Stop the Silent Exit

Accessibility Is the Smartest Retention Strategy You’ll Implement This Year

A practical, faith‑agnostic online training that turns accessibility into retention, trust, and impact.

32% of Families with a Disabled Child Change Their Place of Worship

Nearly one in three families with a disabled child changes their place of worship because their child was not included or welcomed, not out of anger, but out of exhaustion. They are tired of explaining, tired of navigating overstimulating environments, and tired of negotiating participation every single week. When a child cannot comfortably engage in worship or community life, the family makes a simple decision: this isn’t sustainable. So they quietly leave, often without complaint or confrontation. If one in three families is exiting because of preventable barriers, that isn’t a ministry failure, it’s a systems failure, and if systems can be redesigned, why wouldn’t we act?
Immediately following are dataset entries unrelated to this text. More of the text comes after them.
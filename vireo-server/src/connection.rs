use std::io::{self, Read, Write};
use std::net::{Shutdown, SocketAddr};
use std::time::Instant;

use mio::net::TcpStream;
use mio::{Interest, Registry, Token};

use vireo_core::{ConnectionId, ServerState, UserState};
use vireo_parser::{LineFramer, ParsingError};

const READ_CHUNK: usize = 4096;

pub(crate) enum Status {
    Open,
    Closing(Vec<u8>),
}

/// One accepted client: its socket, its input buffer and its protocol state.
pub(crate) struct Connection {
    id: ConnectionId,
    token: Token,
    stream: TcpStream,
    peer_addr: SocketAddr,
    framer: LineFramer,
    state: Option<UserState>,
    /// WRITABLE interest is only registered while output is pending.
    writable: bool,
}

impl Connection {
    pub(crate) fn new(
        token: Token,
        stream: TcpStream,
        peer_addr: SocketAddr,
        server_state: &ServerState,
        now: Instant,
    ) -> Self {
        let id = ConnectionId::new(token.0);
        let state = server_state.new_connection(id, &peer_addr.ip().to_string(), now);
        Self {
            id,
            token,
            stream,
            peer_addr,
            framer: LineFramer::new(server_state.max_message_length()),
            state: Some(state),
            writable: false,
        }
    }

    pub(crate) fn peer_addr(&self) -> SocketAddr {
        self.peer_addr
    }

    fn update_state(&mut self, f: impl FnOnce(UserState) -> UserState) -> Status {
        let Some(state) = self.state.take() else {
            return Status::Closing(b"Connection closed".to_vec());
        };

        let state = f(state);
        let status = match state.quit_reason() {
            Some(reason) => Status::Closing(reason.to_vec()),
            None => Status::Open,
        };
        self.state = Some(state);
        status
    }

    /// Drains the socket and runs every complete line through the state machine.
    pub(crate) fn read_ready(&mut self, server_state: &ServerState, now: Instant) -> Status {
        let mut buf = [0u8; READ_CHUNK];
        loop {
            match self.stream.read(&mut buf) {
                Ok(0) => return Status::Closing(b"Connection closed".to_vec()),
                Ok(received) => {
                    server_state.record_activity(self.id, now);
                    self.framer.feed(&buf[..received]);
                    if let Status::Closing(reason) = self.process_lines(server_state) {
                        return Status::Closing(reason);
                    }
                }
                Err(err) if err.kind() == io::ErrorKind::WouldBlock => return Status::Open,
                Err(err) if err.kind() == io::ErrorKind::Interrupted => continue,
                Err(err) => {
                    log::debug!("{}: read failed: {err}", self.peer_addr);
                    return Status::Closing(b"Connection closed".to_vec());
                }
            }
        }
    }

    fn process_lines(&mut self, server_state: &ServerState) -> Status {
        loop {
            let line = match self.framer.next_line() {
                Ok(Some(line)) => line,
                Ok(None) => return Status::Open,
                Err(err @ ParsingError::LineTooLong { .. }) => {
                    log::warn!("{}: {err}", self.peer_addr);
                    return Status::Closing(b"Max line length exceeded".to_vec());
                }
                Err(err) => {
                    log::warn!("{}: {err}", self.peer_addr);
                    continue;
                }
            };

            let message = match vireo_parser::parse_line(&line) {
                Ok(message) => message,
                Err(err) => {
                    log::warn!("error when parsing message: {err:#}");
                    continue;
                }
            };

            if let Status::Closing(reason) =
                self.update_state(|state| state.handle_message(server_state, message))
            {
                return Status::Closing(reason);
            }
        }
    }

    pub(crate) fn check_timeout(&mut self, server_state: &ServerState, now: Instant) -> Status {
        self.update_state(|state| state.check_timeout(server_state, now))
    }

    /// Writes as much queued output as the socket takes, and keeps the
    /// WRITABLE interest in sync with what is left.
    pub(crate) fn flush(
        &mut self,
        server_state: &ServerState,
        registry: &Registry,
    ) -> io::Result<()> {
        if !self.writable && !server_state.has_outbound(self.id) {
            return Ok(());
        }

        let done = server_state.flush_outbound(self.id, &mut self.stream)?;
        if done == self.writable {
            let interest = if done {
                Interest::READABLE
            } else {
                Interest::READABLE | Interest::WRITABLE
            };
            registry.reregister(&mut self.stream, self.token, interest)?;
            self.writable = !done;
        }
        Ok(())
    }

    pub(crate) fn id(&self) -> ConnectionId {
        self.id
    }

    /// Last write attempt, then the socket is released.
    pub(crate) fn close(mut self, registry: &Registry, remaining: &[u8]) {
        if !remaining.is_empty() {
            if let Err(err) = self.stream.write(remaining) {
                log::debug!("{}: could not send the last bytes: {err}", self.peer_addr);
            }
        }
        if let Err(err) = self.stream.shutdown(Shutdown::Write) {
            log::debug!("{}: shutdown failed: {err}", self.peer_addr);
        }
        if let Err(err) = registry.deregister(&mut self.stream) {
            log::debug!("{}: deregister failed: {err}", self.peer_addr);
        }
    }
}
Transform Your Faith Community

Belonging By Design™ - Leadership Training For Accessible Faith Communities

Attendance does not usually collapse overnight. It erodes quietly. Families miss a week. Then another. Seniors attend less frequently. Caregivers opt for livestream instead of navigating the building. Eventually, people disconnect, not because they lost belief, but because participation became exhausting. 

Accessibility is not a facilities project. It is not a compliance issue. It is a retention strategy hiding in plain sight.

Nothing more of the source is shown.